- Directed by: Jim Killeen
- Written by: Jim Killeen Jeannie Roshar
- Starring: Jim Killeen Jeannie Roshar
- Music by: Geoff Levin
- Release date: 25 November 2007;
- Running time: 97 minutes
- Country: United States
- Language: English

= Google Me (film) =

2007 film

Google Me is a 2007 American documentary film about the act of finding oneself on the search engine, Google, and the implications directed and produced by Jim Killeen. The film's music was composed by Geoff Levin.

== Synopsis ==
This documentary is about a man, Jim Killeen, who decided to go beyond a Google search of himself and record the exploration and interactions with the men who share his name. Killeen made the decision to be thorough in his endeavors and took the extra step to travel to the location of these men to get the full scoop on the stories of their lives.
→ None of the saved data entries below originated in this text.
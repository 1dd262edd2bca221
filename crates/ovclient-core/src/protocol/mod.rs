//! Signaling protocol modules.
//!
//! - `envelope`: JSON request/response shapes exchanged as text frames.
//! - `event`: the per-feature event vocabularies as enums.
//!
//! Decoding never panics: a frame that is not JSON, or that lacks an `event`
//! field, is reported as `OvError::Malformed`.

pub mod envelope;
pub mod event;

pub use envelope::{new_request_id, Request, Response, ServerError};
pub use event::{AdminEvent, EventSet, GatewayEvent, RecorderEvent};
//! Event vocabularies, one enum per feature.
//!
//! Names on the wire are fixed strings, some with spaces (`"get soundcards"`).
//! `parse` returns `None` for anything a feature does not understand so the
//! caller takes its default arm.

/// Common surface of the per-feature event enums.
pub trait EventSet: Sized + Copy + Send + Sync + 'static {
    /// Wire name.
    fn as_str(self) -> &'static str;
    /// Map a wire name back to the event.
    fn parse(name: &str) -> Option<Self>;
}

/// Admin console events.
#[derive(Debug, Clone, Copy, PartialEq, Eq)]
pub enum AdminEvent {
    Login,
    Logout,
    Authorize,
    StateMixer,
    StateConnections,
    StateSession,
    AdminDomains,
    AdminProjects,
    UserRoles,
}

impl EventSet for AdminEvent {
    fn as_str(self) -> &'static str {
        match self {
            AdminEvent::Login => "login",
            AdminEvent::Logout => "logout",
            AdminEvent::Authorize => "authorize",
            AdminEvent::StateMixer => "state_mixer",
            AdminEvent::StateConnections => "state_connections",
            AdminEvent::StateSession => "state_session",
            AdminEvent::AdminDomains => "admin_domains",
            AdminEvent::AdminProjects => "admin_projects",
            AdminEvent::UserRoles => "user_roles",
        }
    }

    fn parse(name: &str) -> Option<Self> {
        match name {
            "login" => Some(AdminEvent::Login),
            "logout" => Some(AdminEvent::Logout),
            "authorize" => Some(AdminEvent::Authorize),
            "state_mixer" => Some(AdminEvent::StateMixer),
            "state_connections" => Some(AdminEvent::StateConnections),
            "state_session" => Some(AdminEvent::StateSession),
            "admin_domains" => Some(AdminEvent::AdminDomains),
            "admin_projects" => Some(AdminEvent::AdminProjects),
            "user_roles" => Some(AdminEvent::UserRoles),
            _ => None,
        }
    }
}

/// ALSA audio gateway events.
#[derive(Debug, Clone, Copy, PartialEq, Eq)]
pub enum GatewayEvent {
    GetSoundcards,
    GetConfiguration,
    GetHwParams,
    PlayTone,
}

impl EventSet for GatewayEvent {
    fn as_str(self) -> &'static str {
        match self {
            GatewayEvent::GetSoundcards => "get soundcards",
            GatewayEvent::GetConfiguration => "get configuration",
            GatewayEvent::GetHwParams => "get hw params",
            GatewayEvent::PlayTone => "play tone",
        }
    }

    fn parse(name: &str) -> Option<Self> {
        match name {
            "get soundcards" => Some(GatewayEvent::GetSoundcards),
            "get configuration" => Some(GatewayEvent::GetConfiguration),
            "get hw params" => Some(GatewayEvent::GetHwParams),
            "play tone" => Some(GatewayEvent::PlayTone),
            _ => None,
        }
    }
}

/// Recorder events.
#[derive(Debug, Clone, Copy, PartialEq, Eq)]
pub enum RecorderEvent {
    GetRecordings,
    LoadRecordings,
    SaveRecordings,
    AddRecording,
    DelRecording,
}

impl EventSet for RecorderEvent {
    fn as_str(self) -> &'static str {
        match self {
            RecorderEvent::GetRecordings => "get_recordings",
            RecorderEvent::LoadRecordings => "load_recordings",
            RecorderEvent::SaveRecordings => "save_recordings",
            RecorderEvent::AddRecording => "add_recording",
            RecorderEvent::DelRecording => "del_recording",
        }
    }

    fn parse(name: &str) -> Option<Self> {
        match name {
            "get_recordings" => Some(RecorderEvent::GetRecordings),
            "load_recordings" => Some(RecorderEvent::LoadRecordings),
            "save_recordings" => Some(RecorderEvent::SaveRecordings),
            "add_recording" => Some(RecorderEvent::AddRecording),
            "del_recording" => Some(RecorderEvent::DelRecording),
            _ => None,
        }
    }
}
//! Pending-request map for `Transport::request`.
//!
//! Keyed by request id. An entry is completed by the first inbound frame whose
//! `uuid` matches, and dropped on timeout or disconnect. Dropping the sender
//! wakes the waiter with a closed-channel error.

use dashmap::DashMap;
use serde_json::Value;
use tokio::sync::oneshot;

#[derive(Debug, Default)]
pub struct PendingRequests {
    waiting: DashMap<String, oneshot::Sender<Value>>,
}

impl PendingRequests {
    pub fn new() -> Self {
        Self {
            waiting: DashMap::new(),
        }
    }

    pub fn register(&self, id: &str) -> oneshot::Receiver<Value> {
        let (tx, rx) = oneshot::channel();
        self.waiting.insert(id.to_string(), tx);
        rx
    }

    pub fn forget(&self, id: &str) {
        self.waiting.remove(id);
    }

    /// Complete the waiter for `msg.uuid`, if any. Returns whether one was found.
    pub fn resolve(&self, msg: &Value) -> bool {
        let Some(id) = msg.get("uuid").and_then(Value::as_str) else {
            return false;
        };
        match self.waiting.remove(id) {
            Some((_, tx)) => {
                let _ = tx.send(msg.clone());
                true
            }
            None => false,
        }
    }

    pub fn fail_all(&self) {
        self.waiting.clear();
    }

    pub fn len(&self) -> usize {
        self.waiting.len()
    }

    pub fn is_empty(&self) -> bool {
        self.waiting.is_empty()
    }
}
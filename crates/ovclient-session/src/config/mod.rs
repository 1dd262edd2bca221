//! Client config loader (strict parsing).

pub mod schema;

use std::fs;

use ovclient_core::error::{OvError, Result};

pub use schema::{ClientConfig, ClientSection, Credentials, EndpointConfig, Feature};

pub fn load_from_file(path: &str) -> Result<ClientConfig> {
    let s = fs::read_to_string(path)
        .map_err(|e| OvError::Internal(format!("read config {path} failed: {e}")))?;
    load_from_str(&s)
}

pub fn load_from_str(s: &str) -> Result<ClientConfig> {
    let cfg: ClientConfig = serde_yaml::from_str(s)
        .map_err(|e| OvError::BadConfig(format!("invalid yaml: {e}")))?;
    cfg.validate()?;
    Ok(cfg)
}
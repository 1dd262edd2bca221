#![allow(clippy::unwrap_used)]
#![allow(clippy::expect_used)]
#![allow(clippy::panic)]

use ovclient_core::error::ErrorKind;
use ovclient_session::config::{self, Feature};

#[test]
fn deny_unknown_fields_nested() {
    let bad = r#"
version: 1
endpoints:
  - feature: admin
    address: "ws://localhost/admin"
    debgu: true # typo should fail
"#;

    let err = config::load_from_str(bad).expect_err("must fail");
    assert_eq!(err.kind().as_str(), "BAD_CONFIG");
}

#[test]
fn ok_minimal_config() {
    let ok = r#"
version: 1
endpoints:
  - feature: recorder
    address: "ws://localhost:8083/recorder"
"#;
    let cfg = config::load_from_str(ok).expect("must parse");
    assert_eq!(cfg.version, 1);
    assert_eq!(cfg.client.name, "vocs");
    assert_eq!(cfg.client.request_timeout_ms, 5000);
    assert!(cfg.client.direction_fallthrough);
    assert_eq!(cfg.endpoints[0].feature, Feature::Recorder);
    assert!(!cfg.endpoints[0].debug(&cfg.client));
}

#[test]
fn endpoint_debug_overrides_client() {
    let ok = r#"
version: 1
client:
  debug: true
endpoints:
  - feature: admin
    address: "wss://vocs.example/admin"
    debug: false
    login: { user: alice, password: secret }
  - feature: alsa_gateway
    address: "ws://10.0.0.1:9000/"
"#;
    let cfg = config::load_from_str(ok).expect("must parse");
    assert!(!cfg.endpoints[0].debug(&cfg.client));
    assert!(cfg.endpoint(Feature::AlsaGateway).unwrap().debug(&cfg.client));

    let login = cfg.endpoints[0].login.as_ref().unwrap();
    assert_eq!(login.user, "alice");
    assert!(!format!("{login:?}").contains("secret"));
}

#[test]
fn unsupported_version() {
    let bad = r#"
version: 2
endpoints:
  - feature: admin
    address: "ws://localhost/admin"
"#;
    let err = config::load_from_str(bad).expect_err("must fail");
    assert_eq!(err.kind(), ErrorKind::UnsupportedVersion);
}

#[test]
fn rejects_invalid_endpoints() {
    let cases = [
        // none at all
        "version: 1\n",
        // not a websocket url
        "version: 1\nendpoints:\n  - { feature: admin, address: \"http://localhost/admin\" }\n",
        "version: 1\nendpoints:\n  - { feature: admin, address: \"ws://\" }\n",
        // duplicate feature
        "version: 1\nendpoints:\n  - { feature: recorder, address: \"ws://a/\" }\n  - { feature: recorder, address: \"ws://b/\" }\n",
        // login outside admin
        "version: 1\nendpoints:\n  - { feature: recorder, address: \"ws://a/\", login: { user: u, password: p } }\n",
        // unknown feature
        "version: 1\nendpoints:\n  - { feature: sip, address: \"ws://a/\" }\n",
        // timeout out of range
        "version: 1\nclient: { request_timeout_ms: 10 }\nendpoints:\n  - { feature: admin, address: \"ws://a/\" }\n",
    ];
    for case in cases {
        let err = config::load_from_str(case).expect_err(case);
        assert_eq!(err.kind(), ErrorKind::BadConfig, "case: {case}");
    }
}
He faced more rejection than expected initially when extending the offer to travel to the location of his fellow Killeen's, even gambling in a poker tournament to raise funds for the film production. Killeen meets several other Jim Killeen's all ranging from a priest in Ireland to a swinger in Colorado. They all have exceptionally different backgrounds and shockingly a couple of them actually favor each other in looks. Killeen focuses on the similarities of their lifestyles, in spite of their implied social contradictions. At the end of the film Killeen asks all of them questions such as "What is the purpose of life?" to things they do and do not believe in. At the end of the movie all of the Jim Killeen's meet in Killeen, TX for the 125th-year celebration. They all join in on the town's celebration and share their life stories with each other. This movie exposes the common denominator of different people with different lives and shows the audience how the internet can shape our own identity. These two components provide stories and insight on the power of technology in the digital age.

==Cast==

- Jim Killeen as himself, filmmaker
- Jeannie Roshar as herself
- Father Jim Killeen as himself, priest in Ireland
- Jim Killeen as himself, Scotland, United Kingdom
- Jim Killeen as himself, Colorado, USA
- Jim Killeen as himself, Australia
- Jim Killeen as himself, New York, USA
- Jim Killeen as himself, St. Louis, MO
There are a total of six different men with the name "Jim Killeen" throughout the film.

==Production==
The documentary Google Me began production in 2007 and was inspired by the star of the project, Jim Killeen, who produced the movie using his own funding, money won from a poker tournament. The film was produced in multiple cities including New York, Australia, Ireland, Killeen, TX and Denver.

==Release==
On November 25, 2007, the film was first released on DVD in the United States.